Figure 1.

A qualitative food intake assay for zebrafish larvae. (A-E) Side views of 7 dpf larvae examined under GFP epifluorescence. The larvae were incubated with Y-G fluorescent microspheres coated with fish food (see Methods) for up to 3 hours before visualizing the fluorescent contents in their gut. The amount of fluorescence (ignoring autofluorescence) ranged from little or none (assigned a feeding score (FS) of 0), less than 25% of the gut (FS=1), about 50% of the gut (FS=2), to a full gut (FS=3). Most experiments were performed with Tg(isl1:gfp) larvae that express GFP in cranial and spinal motor neurons (arrowheads) and enabled proper sample orientation prior to scoring. e, eye; s, swim bladder. (F) Pooled data from 2-8 experiments (number of larvae in parenthesis) showing the distribution of feeding scores for various durations of feeding.
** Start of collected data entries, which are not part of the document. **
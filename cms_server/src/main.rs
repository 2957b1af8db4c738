//! `cms-server`: runs the API, applies the content model, or checks it.
//!
//! Settings come from the environment (a `.env` file is honored); see `Settings::from_env`.

use clap::{Parser, Subcommand};
use modular_site_cms::{
    app_router, apply_migrations, ensure_database_exists, is_schema_version_applied, load_from_dir, model_checksum,
    resolve, AppState, Settings,
};
use sqlx::postgres::PgPoolOptions;
use std::path::PathBuf;
use tokio::net::TcpListener;

#[derive(Parser, Debug)]
#[command(name = "cms-server", about = "Modular-site CMS backend", version)]
struct Cli {
    #[command(subcommand)]
    command: Option<Command>,

    /// Content model directory (overrides CONTENT_CONFIG_PATH)
    #[arg(long, global = true)]
    content: Option<PathBuf>,
}

#[derive(Subcommand, Debug, Clone, PartialEq, Eq)]
enum Command {
    /// Serve the HTTP API (default)
    Serve,
    /// Create the database if needed, apply the content model and system tables
    Migrate,
    /// Load and validate the content model without touching the database
    CheckConfig,
}

#[tokio::main]
async fn main() -> Result<(), Box<dyn std::error::Error>> {
    dotenvy::dotenv().ok();
    tracing_subscriber::fmt()
        .with_env_filter(
            tracing_subscriber::EnvFilter::try_from_default_env()
                .unwrap_or_else(|_| tracing_subscriber::EnvFilter::new("modular_site_cms=info,cms_server=info")),
        )
        .init();

    let cli = Cli::parse();
    let mut settings = Settings::from_env()?;
    if let Some(dir) = cli.content {
        settings.content_config_path = dir;
    }

    let config = load_from_dir(&settings.content_config_path).await?;
    let model = resolve(&config)?;

    match cli.command.unwrap_or(Command::Serve) {
        Command::CheckConfig => {
            let checksum = model_checksum(&config)?;
            let mut segments = model.path_segments();
            segments.sort_unstable();
            tracing::info!(entities = ?segments, %checksum, "content model is valid");
        }
        Command::Migrate => {
            ensure_database_exists(&settings.database_url).await?;
            let pool = PgPoolOptions::new()
                .max_connections(settings.db_max_connections)
                .connect(&settings.database_url)
                .await?;
            let tables = apply_migrations(&pool, &config, &settings.cms_schema).await?;
            tracing::info!(tables = tables.len(), "migration finished");
        }
        Command::Serve => {
            let pool = PgPoolOptions::new()
                .max_connections(settings.db_max_connections)
                .connect(&settings.database_url)
                .await?;
            let checksum = model_checksum(&config)?;
            match is_schema_version_applied(&pool, &settings.cms_schema, &checksum).await {
                Ok(true) => {}
                Ok(false) => tracing::warn!(%checksum, "content model has not been migrated; run `cms-server migrate`"),
                Err(e) => tracing::warn!(error = %e, "could not read schema history"),
            }
            let addr = settings.bind_addr();
            let app = app_router(AppState::new(pool, model, settings));
            let listener = TcpListener::bind(&addr).await?;
            tracing::info!("cms-server listening on http://{}", listener.local_addr()?);
            axum::serve(listener, app).await?;
        }
    }
    Ok(())
}

#[cfg(test)]
mod tests {
    use super::*;

    #[test]
    fn subcommands_parse() {
        let cli = Cli::try_parse_from(["cms-server", "migrate", "--content", "/tmp/model"]).unwrap();
        assert_eq!(cli.command, Some(Command::Migrate));
        assert_eq!(cli.content, Some(PathBuf::from("/tmp/model")));
        let cli = Cli::try_parse_from(["cms-server"]).unwrap();
        assert_eq!(cli.command, None);
        assert!(Cli::try_parse_from(["cms-server", "reset"]).is_err());
    }
}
For tricaine treatment, larvae were exposed to the chemical in the medium for 5 minutes before addition of labeled food. The observers assigning feeding scores were blinded to the treatment conditions of the larvae being scored. As the duration of feeding increased to 3 hours, the fraction of larvae exhibiting feeding scores of 2 and 3 increased. As expected, Tricaine-treated larvae, which were paralyzed and unable to swim, ate very poorly. Asterisk, Chi-square test with Bonferroni correction indicating significance at p < 0.003; NS=not significant.